What to consider when negotiating force majeure provisions

In industries that are significantly exposed to natural disasters – for example, the resources industry and transport sector – the use of force majeure in contracts is an important risk mitigation contractual protection. The Australian bushfires, floods and the COVID-19 outbreak also provide an opportunity for parties to consider what they will, and will not include, in force majeure provisions they are currently negotiating, such as:

  • Force majeure: Parties should consider whether the list of force majeure events should be inclusive or exhaustive and - just as importantly – they should consider whether they will make clear when a force majeure event will not apply. For example, some contracts specify that:
    • no force majeure event will discharge a party from an obligation to pay money; and
    • general economic or trading conditions, and failures to obtain access or accreditation rights, do not constitute force majeure events.
    • Another variation of this is to make clear that an event such as a failure of a supplier's equipment will not of itself constitute a force majeure event.
  • Notices: Given it may not always be practical to specify the length of delay caused by a force majeure event at the time the notice is delivered, parties should consider an obligation on the affected party to provide periodic supplemental notices for the duration of the force majeure. Another matter to consider is whether the force majeure notice should specify the extent to which the relevant event is covered by insurance.
  • Mitigation: If express mitigation obligations are included, parties should consider the extent of these. For example, a carve out to the obligation to mitigate may provide that a party does not have to settle any labour or other industrial dispute contrary to its own interests. Another matter to consider is whether an obligation on the parties to meet and endeavour to reach agreement as to how to best minimise the impact of a force majeure event is appropriate.

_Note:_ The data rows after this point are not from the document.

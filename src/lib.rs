pub mod assistant;
pub mod avatar; // Assistant avatar bootstrap
pub mod calendar;
pub mod community; // Community forum
pub mod config;
pub mod directory; // Clinic directory
pub mod home; // Disclaimer + home summary
pub mod journal; // Symptom journal
pub mod learn; // Article library
pub mod models;
pub mod store;

use std::sync::Arc;
use tracing_subscriber::EnvFilter;

use crate::assistant::GeminiClient;
use crate::avatar::AvatarBootstrap;
use crate::config::AssistantConfig;
use crate::store::{MemoryStore, SharedStore, SqliteStore};

pub fn run() {
    // Initialize tracing
    tracing_subscriber::fmt()
        .with_env_filter(
            EnvFilter::try_from_default_env()
                .unwrap_or_else(|_| EnvFilter::new(config::default_log_filter())),
        )
        .init();

    tracing::info!("{} starting v{}", config::APP_NAME, config::APP_VERSION);

    let store = open_store();
    let assistant = AssistantConfig::from_env();
    let avatar = bootstrap_avatar(&store, &assistant);

    let journal = journal::SymptomJournal::load(store.clone());
    let posts = community::PostStore::load(store.clone());
    let saved = learn::SavedArticles::load(store.clone());
    let summary = home::HomeSummary::collect(&store, &journal, &posts, &saved);

    tracing::info!(
        symptom_logs = summary.symptom_logs,
        community_posts = summary.community_posts,
        saved_articles = summary.saved_articles,
        needs_disclaimer = summary.needs_disclaimer,
        assistant_enabled = assistant.is_enabled(),
        avatar = ?avatar,
        "Local state ready"
    );
}

/// Open the on-disk store, or fall back to an in-memory one so the app
/// still runs (without persistence) when the data dir is unusable.
pub fn open_store() -> SharedStore {
    let path = config::store_path();
    match SqliteStore::open(&path) {
        Ok(store) => {
            tracing::debug!(path = %path.display(), "Opened local store");
            Arc::new(store)
        }
        Err(e) => {
            tracing::warn!(path = %path.display(), error = %e, "Local store unavailable, using memory");
            Arc::new(MemoryStore::new())
        }
    }
}

/// Avatar bootstrap step of startup. Skipped when no API key is configured.
pub fn bootstrap_avatar(store: &SharedStore, assistant: &AssistantConfig) -> Option<AvatarBootstrap> {
    if !assistant.is_enabled() {
        tracing::info!("Assistant not configured, skipping avatar bootstrap");
        return None;
    }
    match GeminiClient::new(assistant) {
        Ok(client) => Some(avatar::ensure_assistant_avatar(store.as_ref(), &client)),
        Err(e) => {
            tracing::warn!(error = %e, "Could not create assistant client");
            None
        }
    }
}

  • Supply interruptions: If the contract involves an obligation for supply of a critical product, consider including mechanisms that require the supplier to treat the customer equitably with other customers if supply of the relevant commodity will be curtailed in a force majeure scenario eg. a requirement that the supplier supply the commodity that is available pro rata amongst customers with firm supply rights. Without such protections, the supplier in a force majeure situation that can supply some product will always be motivated to supply what is available to customers under contracts with the highest price.
  • Termination: In the event of a prolonged force majeure event, in addition to termination rights, parties should consider if express re-negotiation rights should be triggered and whether the supplier should have an obligation to assist a customer with obtaining alternative supply.